How does paddedBuffLen in Sodium.sodium_pad() work?
erikvanzijst opened this issue · comments
The Sodium.sodium_pad
native method declares the paddedBuffLen
argument as a pass-by-value int.
public native int sodium_pad(int paddedBuffLen, char[] buf, int unpaddedBufLen, int blockSize, int maxBufLen);
The documentation in Padding.Native
states that paddedBuffLen
is the new length of the buffer:
/**
* Adds extra padding to a buffer {@code buf} whose
* original size is {@code unpaddedBufLen} in order
* to extend its total length to a multiple of {@code blocksize}.
* @param paddedBuffLen New length of buffer.
* @param buf The buffer byte array.
* @param unpaddedBufLen The length of {@code buf} with no padding.
* @param blockSize Block size.
* @param maxBufLen The absolute maximum you want this buffer length
* to be.
* @return False if the padded buffer length would exceed {@code maxBufLen}.
*/
boolean sodiumPad(int paddedBuffLen, char[] buf, int unpaddedBufLen, int blockSize, int maxBufLen);
However, it seems that the C function takes a size_t
pointer which it only writes a new value to.
int
sodium_pad(size_t *padded_buflen_p, unsigned char *buf,
size_t unpadded_buflen, size_t blocksize, size_t max_buflen)
I might be overlooking something, but isn't the pointer used to communicate the padded length back to the caller?

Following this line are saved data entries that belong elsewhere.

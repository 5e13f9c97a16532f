mod args;

use access_point::{cloud_api::CloudApiClient, mock::DryRunClient, MessagingClient};
use anyhow::Context;
use broadcast::{
    BroadcastError, BroadcastObserver, Broadcaster, FanoutObserver, Interrupt,
    JsonlAuditObserver, TracingObserver,
};
use clap::Parser;
use config::EffectiveConfig;
use std::collections::HashMap;
use std::fs::OpenOptions;
use std::process::ExitCode;
use std::sync::{Arc, Mutex};
use tracing_subscriber::{fmt, layer::SubscriberExt, util::SubscriberInitExt, EnvFilter};

fn init_tracing(config: &EffectiveConfig) -> anyhow::Result<()> {
    let env_filter = EnvFilter::try_new(format!("{},hyper=warn,reqwest=warn", config.log_level))
        .context("Invalid log level")?;

    let file_layer = match &config.log_file {
        Some(path) => {
            let file = OpenOptions::new()
                .create(true)
                .append(true)
                .open(path)
                .with_context(|| format!("Failed to open log file {}", path.display()))?;
            Some(fmt::layer().with_ansi(false).with_writer(Mutex::new(file)))
        }
        None => None,
    };

    tracing_subscriber::registry()
        .with(env_filter)
        .with(fmt::layer())
        .with(file_layer)
        .try_init()
        .context("Failed to install tracing subscriber")?;
    Ok(())
}

fn create_messaging_client(config: &EffectiveConfig) -> anyhow::Result<Arc<dyn MessagingClient>> {
    if config.dry_run {
        tracing::info!("Dry-run: no requests will be sent to the Cloud API");
        return Ok(DryRunClient::new());
    }
    tracing::info!(
        api_base = %config.api_base,
        graph_version = %config.graph_version,
        phone_number_id = %config.phone_number_id,
        "Using WhatsApp Cloud API"
    );
    Ok(CloudApiClient::new(
        &config.api_base,
        &config.graph_version,
        &config.phone_number_id,
        config.access_token.clone(),
    )?)
}

fn create_observer(config: &EffectiveConfig) -> anyhow::Result<Arc<dyn BroadcastObserver>> {
    let mut observer = FanoutObserver::new().with(Arc::new(TracingObserver));
    if let Some(path) = &config.audit_log {
        let audit = JsonlAuditObserver::open(path)
            .with_context(|| format!("Failed to open audit log {}", path.display()))?;
        observer = observer.with(Arc::new(audit));
    }
    Ok(Arc::new(observer))
}

fn fatal(message: impl std::fmt::Display, code: u8) -> ExitCode {
    eprintln!("ERROR: {message}");
    ExitCode::from(code)
}

#[tokio::main]
async fn main() -> ExitCode {
    let cli = args::Cli::parse();
    let process_env: HashMap<String, String> = std::env::vars().collect();

    let resolution = match config::resolve(&cli.overrides(), &process_env) {
        Ok(r) => r,
        Err(e) => {
            let err = BroadcastError::from(e);
            return fatal(&err, err.exit_code());
        }
    };
    if let Err(e) = init_tracing(&resolution.config) {
        return fatal(format!("{e:#}"), 1);
    }
    for warning in &resolution.warnings {
        tracing::warn!("{warning}");
    }
    let config = resolution.config;

    let client = match create_messaging_client(&config) {
        Ok(c) => c,
        Err(e) => return fatal(format!("{e:#}"), 1),
    };
    let observer = match create_observer(&config) {
        Ok(o) => o,
        Err(e) => return fatal(format!("{e:#}"), 1),
    };

    let interrupt = Arc::new(Interrupt::new());
    let broadcaster = Broadcaster::new(config, client)
        .with_observer(observer)
        .with_interrupt(interrupt.subscribe());

    tokio::spawn({
        let interrupt = Arc::clone(&interrupt);
        async move {
            if tokio::signal::ctrl_c().await.is_ok() {
                tracing::warn!("Interrupt received, abandoning the current recipient");
                interrupt.trigger();
            }
        }
    });

    match broadcaster.run().await {
        Ok(report) => {
            let s = &report.summary;
            println!(
                "Done: {} attempted, {} sent, {} failed in {:.1}s",
                s.attempted,
                s.succeeded,
                s.failed,
                s.elapsed.as_secs_f64()
            );
            if let Some(path) = &report.export_path {
                println!("Failed numbers written to {}", path.display());
            }
            ExitCode::from(report.exit_code())
        }
        Err(e) => fatal(&e, e.exit_code()),
    }
}
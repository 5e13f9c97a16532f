use std::sync::{Arc, Mutex};
use std::time::Duration;

use access_point::cloud_api::CloudApiClient;
use access_point::{DeliveryError, Document, MessagingClient, Operation};
use axum::body::Bytes;
use axum::extract::State;
use axum::http::{HeaderMap, StatusCode};
use axum::routing::post;
use axum::Router;
use wabc_core::{Recipient, TemplateRef, UploadedAsset};

#[derive(Debug, Clone)]
struct Captured {
    authorization: String,
    content_type: String,
    body: Vec<u8>,
}

#[derive(Clone)]
struct Stub {
    status: StatusCode,
    body: &'static str,
    delay: Duration,
    requests: Arc<Mutex<Vec<Captured>>>,
}

async fn handle(State(stub): State<Stub>, headers: HeaderMap, body: Bytes) -> (StatusCode, String) {
    let header = |name: &str| {
        headers
            .get(name)
            .and_then(|v| v.to_str().ok())
            .unwrap_or_default()
            .to_string()
    };
    stub.requests.lock().unwrap().push(Captured {
        authorization: header("authorization"),
        content_type: header("content-type"),
        body: body.to_vec(),
    });
    tokio::time::sleep(stub.delay).await;
    (stub.status, stub.body.to_string())
}

async fn serve(status: StatusCode, body: &'static str, delay: Duration) -> (String, Arc<Mutex<Vec<Captured>>>) {
    let requests = Arc::new(Mutex::new(Vec::new()));
    let stub = Stub {
        status,
        body,
        delay,
        requests: Arc::clone(&requests),
    };
    let app = Router::new()
        .route("/v20.0/123456/media", post(handle))
        .route("/v20.0/123456/messages", post(handle))
        .with_state(stub);
    let listener = tokio::net::TcpListener::bind("127.0.0.1:0").await.unwrap();
    let addr = listener.local_addr().unwrap();
    tokio::spawn(async move {
        axum::serve(listener, app).await.unwrap();
    });
    (format!("http://{addr}"), requests)
}

fn client(base: &str, send_timeout: Duration) -> Arc<CloudApiClient> {
    CloudApiClient::with_timeouts(
        base,
        "v20.0",
        "123456",
        "secret-token".to_string(),
        Duration::from_secs(5),
        send_timeout,
    )
    .unwrap()
}

fn document() -> Document {
    Document {
        file_name: "offer.pdf".into(),
        mime_type: "application/pdf".into(),
        bytes: b"%PDF-1.4 body".to_vec(),
    }
}

fn asset() -> UploadedAsset {
    document().into_asset("media-42".into(), "Offer.pdf")
}

fn recipient() -> Recipient {
    Recipient::parse("+27821234567").unwrap()
}

#[tokio::test]
async fn upload_sends_multipart_with_bearer_token() {
    let (base, requests) = serve(StatusCode::OK, r#"{"id":"media-42"}"#, Duration::ZERO).await;
    let id = client(&base, Duration::from_secs(5))
        .upload_asset(&document())
        .await
        .unwrap();
    assert_eq!(id, "media-42");

    let reqs = requests.lock().unwrap();
    assert_eq!(reqs.len(), 1);
    assert_eq!(reqs[0].authorization, "Bearer secret-token");
    assert!(reqs[0].content_type.starts_with("multipart/form-data"));
    let body = String::from_utf8_lossy(&reqs[0].body);
    assert!(body.contains("%PDF-1.4 body"));
    assert!(body.contains("filename=\"offer.pdf\""));
    assert!(body.contains("application/pdf"));
    assert!(body.contains("whatsapp"));
}

#[tokio::test]
async fn upload_unauthorized_carries_status_and_body() {
    let (base, _) = serve(StatusCode::UNAUTHORIZED, r#"{"error":"bad token"}"#, Duration::ZERO).await;
    let err = client(&base, Duration::from_secs(5))
        .upload_asset(&document())
        .await
        .unwrap_err();
    match err {
        DeliveryError::Status { operation, status, body } => {
            assert_eq!(operation, Operation::Upload);
            assert_eq!(status, 401);
            assert!(body.contains("bad token"));
        }
        other => panic!("unexpected error: {other}"),
    }
}

#[tokio::test]
async fn upload_success_without_id_is_a_failure() {
    let (base, _) = serve(StatusCode::OK, r#"{"ok":true}"#, Duration::ZERO).await;
    let err = client(&base, Duration::from_secs(5))
        .upload_asset(&document())
        .await
        .unwrap_err();
    assert!(matches!(err, DeliveryError::MissingId { operation: Operation::Upload, .. }));
}

#[tokio::test]
async fn document_send_posts_json_and_returns_message_id() {
    let (base, requests) = serve(
        StatusCode::OK,
        r#"{"messaging_product":"whatsapp","messages":[{"id":"wamid.ABC"}]}"#,
        Duration::ZERO,
    )
    .await;
    let id = client(&base, Duration::from_secs(5))
        .send_document(&recipient(), &asset(), "See attached")
        .await
        .unwrap();
    assert_eq!(id, "wamid.ABC");

    let reqs = requests.lock().unwrap();
    assert!(reqs[0].content_type.starts_with("application/json"));
    let json: serde_json::Value = serde_json::from_slice(&reqs[0].body).unwrap();
    assert_eq!(json["to"], "27821234567");
    assert_eq!(json["type"], "document");
    assert_eq!(json["document"]["id"], "media-42");
    assert_eq!(json["document"]["filename"], "Offer.pdf");
    assert_eq!(json["document"]["caption"], "See attached");
}

#[tokio::test]
async fn template_send_server_error() {
    let (base, _) = serve(StatusCode::INTERNAL_SERVER_ERROR, "oops", Duration::ZERO).await;
    let template = TemplateRef {
        name: "promo".into(),
        language: "en_US".into(),
    };
    let err = client(&base, Duration::from_secs(5))
        .send_template(&recipient(), &template)
        .await
        .unwrap_err();
    assert_eq!(err.status(), Some(500));
    assert_eq!(err.to_string(), "template send failed: 500 oops");
}

#[tokio::test]
async fn send_without_message_id_is_a_failure() {
    let (base, _) = serve(StatusCode::OK, r#"{"messages":[]}"#, Duration::ZERO).await;
    let err = client(&base, Duration::from_secs(5))
        .send_document(&recipient(), &asset(), "")
        .await
        .unwrap_err();
    assert!(matches!(err, DeliveryError::MissingId { operation: Operation::SendDocument, .. }));
}

#[tokio::test]
async fn slow_send_times_out() {
    let (base, _) = serve(StatusCode::OK, r#"{"messages":[{"id":"late"}]}"#, Duration::from_secs(3)).await;
    let err = client(&base, Duration::from_millis(200))
        .send_document(&recipient(), &asset(), "")
        .await
        .unwrap_err();
    assert!(matches!(err, DeliveryError::Timeout { operation: Operation::SendDocument, .. }));
}

#[tokio::test]
async fn slow_upload_times_out() {
    let (base, _) = serve(StatusCode::OK, r#"{"id":"late"}"#, Duration::from_secs(3)).await;
    let client = CloudApiClient::with_timeouts(
        &base,
        "v20.0",
        "123456",
        "secret-token".to_string(),
        Duration::from_millis(200),
        Duration::from_secs(5),
    )
    .unwrap();
    let err = client.upload_asset(&document()).await.unwrap_err();
    match err {
        DeliveryError::Timeout { operation, timeout } => {
            assert_eq!(operation, Operation::Upload);
            assert_eq!(timeout, Duration::from_millis(200));
        }
        other => panic!("unexpected error: {other}"),
    }
}
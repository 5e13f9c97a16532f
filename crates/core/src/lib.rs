pub mod models;
pub mod parsing;
pub mod validation;

pub use models::{DeliveryOutcome, OutcomeStatus, Recipient, RunSummary, TemplateRef, UploadedAsset};
pub use parsing::{load_recipients, RecipientList, RecipientLoadError, SkippedRow};
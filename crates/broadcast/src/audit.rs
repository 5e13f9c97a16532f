use chrono::Utc;
use serde::Serialize;
use std::fs::{File, OpenOptions};
use std::io::{self, Write};
use std::path::{Path, PathBuf};
use std::sync::Mutex;
use uuid::Uuid;

use crate::events::{BroadcastEvent, BroadcastObserver};

#[derive(Debug, Serialize)]
struct AuditRecord<'a> {
    timestamp: String,
    run_id: Uuid,
    #[serde(flatten)]
    event: &'a BroadcastEvent,
}

/// Appends every event to a JSON-lines file.
pub struct JsonlAuditObserver {
    path: PathBuf,
    file: Mutex<File>,
}

impl JsonlAuditObserver {
    pub fn open(path: &Path) -> io::Result<Self> {
        let file = OpenOptions::new().create(true).append(true).open(path)?;
        Ok(Self {
            path: path.to_path_buf(),
            file: Mutex::new(file),
        })
    }

    fn write(&self, run_id: Uuid, event: &BroadcastEvent) -> io::Result<()> {
        let record = AuditRecord {
            timestamp: Utc::now().to_rfc3339(),
            run_id,
            event,
        };
        let json = serde_json::to_string(&record)?;
        let mut file = self
            .file
            .lock()
            .map_err(|_| io::Error::new(io::ErrorKind::Other, "audit log lock poisoned"))?;
        writeln!(file, "{json}")
    }
}

impl BroadcastObserver for JsonlAuditObserver {
    fn on_event(&self, run_id: Uuid, event: &BroadcastEvent) {
        if let Err(e) = self.write(run_id, event) {
            tracing::warn!(path = %self.path.display(), error = %e, "audit event not written");
            return;
        }
        tracing::trace!(event_type = event.name(), "audit event written");
    }
}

Something that doesn't work with Java's call-by-value primitives?
Hi @erikvanzijst I've changed the method signature to accept a Pointer
rather than an int
. Now if you look at the tests in PaddingTest
, you can see how it works:
@Test
public void pad() {
IntByReference ref = new IntByReference(0);
char[] b = new char[4];
lazySodium.sodiumPad(ref, b, 4, 4, 10);
TestCase.assertEquals(8, ref.getValue());
}
Cool, thanks for the quick clarification and fix!